Я посмотрел на него. Он менялся на глазах. Только что был Володька, а теперь это уже был Владимир Фомич, кандидат наук. Теперь никто уже его не остановит, никто не скажет «ты», кроме пьяного на улице. Он выглядел, как полагается ученому. От него пахло одеколоном.

— Ну, а ты, значит, все так же? — спросил он с новой интонацией. — Ах ты, романтик! Заходи ко мне в университет. Спросишь, где моя лаборатория, тебе все покажут.

— Прощай, Володя, — сказал я. — И, пожалуйста, поосторожнее с идеями. От них, знаешь ли, одни неприятности.

— Все понял! Будь здоров!

Я лег на тахту и уснул не раздеваясь.

Проснулся я рано и с предчувствием, что меня ожидает какая–то неприятность. Предчувствия меня никогда не обманывали, значит, и на этот раз что–то будет. День начинался хмурый. Над домами низко висели тучи, полные воды. Скоро пошел крупный, тяжелый дождь. Я вошел в ванную и пустил горячий душ. Разделся, постоял перед зеркалом. Потрогал колючие щеки. Пора бриться. Все было как будто в порядке, и все же предчувствие не исчезало.

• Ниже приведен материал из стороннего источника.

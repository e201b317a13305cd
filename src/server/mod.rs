/// Proxy route server - Gateway
mod error;
mod routes;

pub use error::ApiError;
pub use routes::{build_router, ServerState};

use anyhow::{Context, Result};
use std::sync::Arc;
use tokio::net::TcpListener;
use tracing::info;

use crate::app::Config;
use crate::provider::GeminiProvider;

/// Bind and serve the proxy route until Ctrl-C
pub async fn serve(config: &Config) -> Result<()> {
    let provider = GeminiProvider::new(&config.provider)?;
    let state = ServerState::new(Arc::new(provider), config.provider.api_key_env.clone());

    let addr = config.server.bind_addr();
    let listener = TcpListener::bind(&addr)
        .await
        .with_context(|| format!("Failed to bind {}", addr))?;

    if std::env::var(&config.provider.api_key_env).is_err() {
        // Not fatal: the key is read per request
        tracing::warn!(
            "{} is not set; chat requests will fail until it is",
            config.provider.api_key_env
        );
    }
    info!("Deep Search proxy listening on http://{}", listener.local_addr()?);

    axum::serve(listener, build_router(state))
        .with_graceful_shutdown(shutdown_signal())
        .await
        .context("Server error")
}

async fn shutdown_signal() {
    match tokio::signal::ctrl_c().await {
        Ok(()) => info!("Shutting down"),
        Err(e) => {
            tracing::warn!("Ctrl-C handler unavailable: {}", e);
            std::future::pending::<()>().await;
        }
    }
}
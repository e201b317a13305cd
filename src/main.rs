use anyhow::Result;
use clap::Parser;

use deep_search::{cli::Cli, runtime::Runtime, utils::init_logger};

#[tokio::main]
async fn main() -> Result<()> {
    let cli = Cli::parse();

    init_logger(cli.verbose);

    Runtime::new(cli)?.run().await
}
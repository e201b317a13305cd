use axum::{
    body::Body,
    extract::{rejection::JsonRejection, State},
    http::header,
    response::{IntoResponse, Response},
    routing::{get, post},
    Json, Router,
};
use bytes::Bytes;
use futures::StreamExt;
use std::sync::Arc;
use tower_http::{cors::CorsLayer, trace::TraceLayer};
use tracing::{error, info};

use super::error::ApiError;
use crate::constants::{CHAT_ROUTE, HEALTH_ROUTE, MODELS_ROUTE};
use crate::models::{list_models, ModelDescriptor};
use crate::provider::{ChatProvider, ChatRequest, ProviderRequest};
use crate::utils::DeepSearchError;

/// Shared state of the proxy route. Stateless across requests apart from
/// the provider client.
#[derive(Clone)]
pub struct ServerState {
    provider: Arc<dyn ChatProvider>,
    /// Name of the env var holding the provider credential
    api_key_env: String,
}

impl ServerState {
    pub fn new(provider: Arc<dyn ChatProvider>, api_key_env: impl Into<String>) -> Self {
        Self {
            provider,
            api_key_env: api_key_env.into(),
        }
    }

    /// Read the credential at request time; absence fails only this request
    fn api_key(&self) -> Result<String, DeepSearchError> {
        std::env::var(&self.api_key_env)
            .ok()
            .filter(|key| !key.trim().is_empty())
            .ok_or_else(|| {
                DeepSearchError::ConfigError(format!(
                    "API key is not configured (set {})",
                    self.api_key_env
                ))
            })
    }
}

/// Build the HTTP router
pub fn build_router(state: ServerState) -> Router {
    Router::new()
        .route(CHAT_ROUTE, post(chat))
        .route(MODELS_ROUTE, get(models))
        .route(HEALTH_ROUTE, get(health))
        .layer(TraceLayer::new_for_http())
        .layer(CorsLayer::permissive())
        .with_state(state)
}

/// `POST /api/chat`: stream provider fragments back as raw text
async fn chat(
    State(state): State<ServerState>,
    payload: Result<Json<ChatRequest>, JsonRejection>,
) -> Result<Response, ApiError> {
    let Json(request) =
        payload.map_err(|e| DeepSearchError::InvalidRequest(e.body_text()))?;

    let api_key = state.api_key()?;
    let provider_request = ProviderRequest::from_messages(&request.model, &request.messages)?;

    info!(
        provider = state.provider.name(),
        requested = %request.model,
        resolved = %provider_request.model,
        messages = request.messages.len(),
        "chat request"
    );

    let fragments = state
        .provider
        .stream_chat(&api_key, provider_request)
        .await?;

    // No framing: the body is the plain concatenation of all fragments. A
    // mid-stream error aborts the body.
    let body = fragments.map(|item| {
        item.map(Bytes::from).map_err(|e| {
            error!("provider stream failed mid-response: {}", e);
            e
        })
    });

    Ok((
        [(header::CONTENT_TYPE, "text/plain; charset=utf-8")],
        Body::from_stream(body),
    )
        .into_response())
}

/// `GET /api/models`
async fn models() -> Json<&'static [ModelDescriptor]> {
    Json(list_models())
}

async fn health() -> &'static str {
    "ok"
}
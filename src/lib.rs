pub mod app;
pub mod cli;
pub mod constants;
pub mod engine;
pub mod models;
pub mod provider;
pub mod runtime;
pub mod server;
pub mod session;
pub mod utils;

pub use app::{load_config, Config};
pub use engine::{Engine, OllamaLoader, ProxyClient};
pub use models::{ChatEngine, ChatMessage, MessageRole, ModelDescriptor};
pub use server::{build_router, serve, ServerState};
pub use session::{ChatSession, SessionPhase, SessionSnapshot, SubmitOutcome};
pub use utils::DeepSearchError;
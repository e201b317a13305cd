// Gateway module for the cloud provider behind the proxy route

mod alias;
mod gemini;
mod request;
mod traits;

pub use alias::{aliased_ids, resolve_model_id};
pub use gemini::GeminiProvider;
pub use request::{ChatRequest, ProviderRequest, ProviderTurn, TurnRole};
pub use traits::ChatProvider;
/// Chat session orchestration - Gateway

mod orchestrator;
mod state;

pub use orchestrator::{ChatSession, SubmitOutcome};
pub use state::{SessionPhase, SessionSnapshot};
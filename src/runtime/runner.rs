use anyhow::Result;
use std::sync::Arc;
use tracing::{debug, warn};

use super::interactive::run_repl;
use super::non_interactive::run_prompt;
use crate::{
    app::{load_config, load_config_from, Config},
    cli::{print_models, run_init, show_version, Cli, Commands},
    engine::{OllamaLoader, ProxyClient},
    server::serve,
    session::ChatSession,
};

/// Resolves configuration and dispatches the selected command
pub struct Runtime {
    command: Commands,
    config: Config,
}

impl Runtime {
    /// Create a runtime from CLI args
    pub fn new(cli: Cli) -> Result<Self> {
        let config = if let Some(config_path) = &cli.config {
            load_config_from(config_path)?
        } else {
            match load_config() {
                Ok(cfg) => cfg,
                Err(e) => {
                    warn!("Failed to load config: {:#}. Using defaults.", e);
                    Config::default()
                }
            }
        };

        Ok(Self {
            command: cli.command.unwrap_or_default(),
            config,
        })
    }

    pub async fn run(mut self) -> Result<()> {
        match self.command.clone() {
            Commands::Serve { host, port } => {
                if let Some(host) = host {
                    self.config.server.host = host;
                }
                if let Some(port) = port {
                    self.config.server.port = port;
                }
                serve(&self.config).await
            }
            Commands::Chat {
                model,
                proxy_url,
                prompt,
            } => {
                if let Some(model) = model {
                    self.config.chat.default_model = model;
                }
                if let Some(proxy_url) = proxy_url {
                    self.config.client.proxy_url = proxy_url;
                }
                let session = self.build_session()?;
                match prompt {
                    Some(prompt) => run_prompt(&session, prompt).await,
                    None => run_repl(&session).await,
                }
            }
            Commands::Models => {
                print_models();
                Ok(())
            }
            Commands::Init => run_init(),
            Commands::Version => {
                show_version();
                Ok(())
            }
        }
    }

    fn build_session(&self) -> Result<ChatSession> {
        let cloud = ProxyClient::new(&self.config.client.proxy_url)?;
        debug!("Cloud models go through {}", cloud.endpoint());
        let loader = OllamaLoader::new(&self.config.ollama.base_url())?;
        Ok(ChatSession::new(
            &self.config.chat,
            Arc::new(cloud),
            Arc::new(loader),
        )?)
    }
}
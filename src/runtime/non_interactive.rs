use anyhow::Result;

use super::render::{initialize_with_progress, submit_and_render};
use crate::session::{ChatSession, SubmitOutcome};

/// Submit a single prompt and print the streamed reply.
///
/// Returns an error when the reply failed, so the process exits non-zero.
pub async fn run_prompt(session: &ChatSession, prompt: String) -> Result<()> {
    initialize_with_progress(session).await;

    session.set_input(prompt);
    match submit_and_render(session).await {
        SubmitOutcome::Completed => Ok(()),
        SubmitOutcome::Failed(message) => anyhow::bail!(message),
        SubmitOutcome::Skipped => {
            anyhow::bail!("Nothing was submitted (empty prompt or model not loaded)")
        }
    }
}
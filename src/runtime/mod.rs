/// Runtime module - Gateway

mod interactive;
mod non_interactive;
mod render;
mod runner;

pub use interactive::run_repl;
pub use non_interactive::run_prompt;
pub use render::{initialize_with_progress, submit_and_render};
pub use runner::Runtime;
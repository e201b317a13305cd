use super::types::{ModelCategory, ModelDescriptor};

const fn cloud(
    id: &'static str,
    name: &'static str,
    description: Option<&'static str>,
) -> ModelDescriptor {
    ModelDescriptor {
        id,
        name,
        category: ModelCategory::Cloud,
        description,
    }
}

const fn local(id: &'static str, name: &'static str, description: &'static str) -> ModelDescriptor {
    ModelDescriptor {
        id,
        name,
        category: ModelCategory::Local,
        description: Some(description),
    }
}

/// Every model the chat session can select. The first entry is the default.
static AVAILABLE_MODELS: &[ModelDescriptor] = &[
    // Cloud models (provider API)
    cloud("gemini-flash-lite-latest", "Gemini Flash Lite (Cloud)", None),
    cloud(
        "gemini-3-flash-preview",
        "Gemini 3 Flash (Cloud)",
        Some("Speed-optimized model with agentic reasoning."),
    ),
    cloud(
        "gemini-3-pro-preview",
        "Gemini 3 Pro (Cloud)",
        Some("Flagship reasoning model for complex coding & 1M context."),
    ),
    cloud(
        "gemini-2.5-flash-lite",
        "Gemini 2.5 Flash Lite (Cloud)",
        Some("Ultra-low latency model for high-frequency tasks."),
    ),
    cloud(
        "gemini-2.5-pro",
        "Gemini 2.5 Pro (Cloud)",
        Some("Highly stable multimodal model with deep reasoning."),
    ),
    // Local models (Ollama tags)
    local(
        "deepseek-r1:8b",
        "DeepSeek R1 Distill Llama 8B (Local)",
        "Powerful reasoning model with 'Thinking' mode.",
    ),
    local(
        "llama4:scout",
        "Llama 4 Scout (Local)",
        "Meta's efficient mixture-of-experts model.",
    ),
    local(
        "llama3.1:8b",
        "Llama 3.1 8B (Local)",
        "Reliable general-purpose local model.",
    ),
    local(
        "gemma3:4b",
        "Gemma 3 4B (Local)",
        "Google's lightweight open model.",
    ),
    local(
        "phi4-mini",
        "Phi-4 Mini (Local)",
        "Microsoft's efficient reasoning engine.",
    ),
    local(
        "qwen3:8b",
        "Qwen 3 8B (Local)",
        "Excellent multilingual and coding support.",
    ),
    local(
        "smollm2:135m",
        "SmolLM2 135M (Local - Tiny)",
        "Fastest download; perfect for low-end devices or testing.",
    ),
];

/// All selectable models in display order
pub fn list() -> &'static [ModelDescriptor] {
    AVAILABLE_MODELS
}

/// Look up a model by id
pub fn find(id: &str) -> Option<&'static ModelDescriptor> {
    AVAILABLE_MODELS.iter().find(|m| m.id == id)
}

/// The model a fresh session starts with
pub fn default_model() -> &'static ModelDescriptor {
    &AVAILABLE_MODELS[0]
}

Пока я стоял под душем и брился, дождь кончился. Теперь небо подернулось желтоватой пеленой. Намокшие деревья против окна не шевелились. С грохотом прокатил черный трамвай. Голубь перелетел улицу наискосок. Из ворот напротив вышел старик с белым терьером на поводке. Терьер тянул в одну сторону, старик в другую, и так они стояли некоторое время. Затем старик спустил его с привязи. Терьер побежал мелкими шажками, обнюхивая лужи на тротуаре.

Этот день был у меня свободный, торопиться было некуда, я жалел, что поднялся так рано. Обогнув дом, я свернул на Левашовский проспект и тихонько двинулся в сторону моста через Невку. Вокруг здания хлебозавода стоял густой запах свежего хлеба. На карнизах завода громко чирикали воробьи.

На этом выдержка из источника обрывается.